Posted by sniff on February 5, 2013 at 4:30 PM · Report this
Claypatch 3
@sgt doom: You are about half right. Yes, the reasons the Filipinos were slaughtered in the aftermath of the Spanish-American War have all to do with Empire. In that you are absolutely correct. However the question that Diamond asks and then answers in "Guns, Germs and Steel" is how is it that Europeans were able to come up with the technologies that enabled them to build up and expand their Empires, that allowed colonization to happen. That's the part you are missing. You should read the book.
Posted by Claypatch on February 5, 2013 at 11:43 PM · Report this
4
A nice review, Charles...nice. Why is everyone so damn nice to Jared Diamond!? I understand this wasn't a favorable review, but I still think you were too gentle, Mr. Mudede.

I'm in accordance with sgt_doom, in some strange way, and I believe that with Guns, Germs and Steel, Jared Diamond has been the captain of an 'intellectualist' pop-culture voyage to conveniently forget about the past and present violence of colonialism once and for all.

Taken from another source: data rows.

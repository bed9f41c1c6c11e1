//! # Entity Registry Client
//!
//! Typed operations over the registry contract: schemas, issuers, and
//! issuer↔schema bindings. Every mutating call runs the operation
//! pipeline and then automatically reads the touched entity back through
//! the matching view, so the caller always sees the registry's own
//! post-mutation state — including the initial status of a freshly
//! created entity, which the client never assumes.
//!
//! Calls are synchronous (the capability adapters block on the ambient
//! runtime internally); from async code, wrap them in
//! `tokio::task::spawn_blocking`.

use std::sync::Arc;

use serde_json::Value;
use vcreg_core::{
    AccountAddress, BindingVerification, IssuerDid, IssuerProjection, OperationHash,
    RegistryError, SchemaId, SchemaProjection, StatusRequest,
};

use crate::calls::{Mutation, View};
use crate::node::RegistryNode;
use crate::pipeline;
use crate::session::Session;
use crate::signer::{Signer, SignerError};

/// The post-mutation refresh of the touched entity.
///
/// Read-back failure never reverts a mutation's success — the operation
/// already committed — so it is reported here instead of as a call
/// failure.
#[derive(Debug, Clone)]
pub enum ReadBack {
    /// The refreshed view projection, verbatim.
    Projection(Value),
    /// The read-back query failed; the mutation itself is confirmed.
    Unavailable {
        /// Cause of the failed refresh, verbatim.
        cause: String,
    },
}

/// Terminal success of a typed mutating call.
#[derive(Debug, Clone)]
pub struct Confirmed<T> {
    /// Hash of the confirmed operation.
    pub operation: OperationHash,
    /// Call-specific result — the assigned [`SchemaId`] for
    /// `add_schema`, `()` elsewhere.
    pub value: T,
    /// Automatic post-mutation refresh of the touched entity.
    pub read_back: ReadBack,
}

/// Client for one registry contract, over one session.
pub struct RegistryClient {
    session: Arc<Session>,
    node: Arc<dyn RegistryNode>,
}

impl RegistryClient {
    /// Create a client over a session and a node capability.
    pub fn new(session: Arc<Session>, node: Arc<dyn RegistryNode>) -> Self {
        Self { session, node }
    }

    /// The underlying session.
    pub fn session(&self) -> &Session {
        &self.session
    }

    /// Pair a signer and make it the session's active signer.
    pub fn connect(&self, signer: Arc<dyn Signer>) -> Result<AccountAddress, SignerError> {
        self.session.connect(signer)
    }

    // ─── Schemas ────────────────────────────────────────────────────────

    /// Register a new schema. The registry assigns and returns its id.
    pub fn add_schema(&self, schema_data: &str) -> Result<Confirmed<SchemaId>, RegistryError> {
        let confirmed = self.mutate(Mutation::AddSchema {
            schema_data: schema_data.to_string(),
        })?;
        let schema_id = match confirmed.assigned {
            Some(id) => SchemaId::new(id),
            // The operation committed but its result payload lacked the
            // id slot. Reported as a read-side failure carrying the
            // operation hash so the caller can locate the created schema.
            None => {
                return Err(RegistryError::ViewQueryError {
                    view: "add_schema(result)".into(),
                    cause: format!(
                        "operation {} confirmed but its result payload has no schema id at the expected slot",
                        confirmed.operation
                    ),
                })
            }
        };
        let read_back = self.read_back(View::GetSchema { schema_id });
        Ok(Confirmed {
            operation: confirmed.operation,
            value: schema_id,
            read_back,
        })
    }

    /// Set a schema's status.
    pub fn set_schema_status(
        &self,
        schema_id: SchemaId,
        request: StatusRequest,
    ) -> Result<Confirmed<()>, RegistryError> {
        let status = request.resolve()?;
        let confirmed = self.mutate(Mutation::SetSchemaStatus { schema_id, status })?;
        let read_back = self.read_back(View::GetSchema { schema_id });
        Ok(Confirmed {
            operation: confirmed.operation,
            value: (),
            read_back,
        })
    }

    /// Look up a schema by id.
    pub fn get_schema(&self, schema_id: SchemaId) -> Result<SchemaProjection, RegistryError> {
        self.query(View::GetSchema { schema_id })
    }

    // ─── Issuers ────────────────────────────────────────────────────────

    /// Register an issuer under a caller-chosen DID, or overwrite the
    /// record for an existing DID.
    pub fn add_issuer(
        &self,
        issuer_did: &IssuerDid,
        issuer_data: &str,
    ) -> Result<Confirmed<()>, RegistryError> {
        let confirmed = self.mutate(Mutation::AddIssuer {
            issuer_did: issuer_did.clone(),
            issuer_data: issuer_data.to_string(),
        })?;
        let read_back = self.read_back(View::GetIssuer {
            issuer_did: issuer_did.clone(),
        });
        Ok(Confirmed {
            operation: confirmed.operation,
            value: (),
            read_back,
        })
    }

    /// Set an issuer's status.
    pub fn set_issuer_status(
        &self,
        issuer_did: &IssuerDid,
        request: StatusRequest,
    ) -> Result<Confirmed<()>, RegistryError> {
        let status = request.resolve()?;
        let confirmed = self.mutate(Mutation::SetIssuerStatus {
            issuer_did: issuer_did.clone(),
            status,
        })?;
        let read_back = self.read_back(View::GetIssuer {
            issuer_did: issuer_did.clone(),
        });
        Ok(Confirmed {
            operation: confirmed.operation,
            value: (),
            read_back,
        })
    }

    /// Transfer ownership of an issuer record.
    pub fn set_issuer_owner(
        &self,
        issuer_did: &IssuerDid,
        owner: &AccountAddress,
    ) -> Result<Confirmed<()>, RegistryError> {
        let confirmed = self.mutate(Mutation::SetIssuerOwner {
            issuer_did: issuer_did.clone(),
            owner: owner.clone(),
        })?;
        let read_back = self.read_back(View::GetIssuer {
            issuer_did: issuer_did.clone(),
        });
        Ok(Confirmed {
            operation: confirmed.operation,
            value: (),
            read_back,
        })
    }

    /// Look up an issuer by DID.
    pub fn get_issuer(&self, issuer_did: &IssuerDid) -> Result<IssuerProjection, RegistryError> {
        self.query(View::GetIssuer {
            issuer_did: issuer_did.clone(),
        })
    }

    // ─── Bindings ───────────────────────────────────────────────────────

    /// Bind an issuer to a schema it may issue against.
    pub fn bind_issuer_schema(
        &self,
        issuer_did: &IssuerDid,
        schema_id: SchemaId,
    ) -> Result<Confirmed<()>, RegistryError> {
        let confirmed = self.mutate(Mutation::BindIssuerSchema {
            issuer_did: issuer_did.clone(),
            schema_id,
        })?;
        let read_back = self.read_back(View::VerifyBinding {
            issuer_did: issuer_did.clone(),
            schema_id,
        });
        Ok(Confirmed {
            operation: confirmed.operation,
            value: (),
            read_back,
        })
    }

    /// Set a binding's status.
    pub fn set_binding_status(
        &self,
        issuer_did: &IssuerDid,
        schema_id: SchemaId,
        request: StatusRequest,
    ) -> Result<Confirmed<()>, RegistryError> {
        let status = request.resolve()?;
        let confirmed = self.mutate(Mutation::SetBindingStatus {
            issuer_did: issuer_did.clone(),
            schema_id,
            status,
        })?;
        let read_back = self.read_back(View::VerifyBinding {
            issuer_did: issuer_did.clone(),
            schema_id,
        });
        Ok(Confirmed {
            operation: confirmed.operation,
            value: (),
            read_back,
        })
    }

    /// Check whether an issuer is currently authorized for a schema.
    ///
    /// This is the single source of truth for the question — the
    /// registry evaluates its own status rules over both the issuer and
    /// the binding. Composing `get_issuer` with binding-existence checks
    /// client-side would race and miss registry-only rules.
    pub fn verify_binding(
        &self,
        issuer_did: &IssuerDid,
        schema_id: SchemaId,
    ) -> Result<BindingVerification, RegistryError> {
        self.query(View::VerifyBinding {
            issuer_did: issuer_did.clone(),
            schema_id,
        })
    }

    // ─── Internals ──────────────────────────────────────────────────────

    fn mutate(&self, mutation: Mutation) -> Result<pipeline::ConfirmedOperation, RegistryError> {
        pipeline::execute_mutation(&self.session, self.node.as_ref(), &mutation)
    }

    fn query<T: serde::de::DeserializeOwned>(&self, view: View) -> Result<T, RegistryError> {
        let name = view.name();
        let value = pipeline::execute_view(&self.session, self.node.as_ref(), &view)?;
        serde_json::from_value(value).map_err(|e| RegistryError::ViewQueryError {
            view: name.to_string(),
            cause: format!("projection deserialization failed: {e}"),
        })
    }

    fn read_back(&self, view: View) -> ReadBack {
        match pipeline::execute_view(&self.session, self.node.as_ref(), &view) {
            Ok(value) => ReadBack::Projection(value),
            Err(e) => {
                tracing::warn!(view = view.name(), error = %e, "post-mutation read-back failed");
                ReadBack::Unavailable {
                    cause: e.to_string(),
                }
            }
        }
    }
}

I haven't read the new book, nor will I (understanding all the while that this doesn't make me the most credible critic), but "What can we learn from traditional societies?" sounds a bit like "the conquistadores slaid them, the Dutch and English shackled and sold them, our large corporations have murdered and displaced them, and we the upper-middle class of Western society still have the nerve to romanticize their cute little primitive tricks."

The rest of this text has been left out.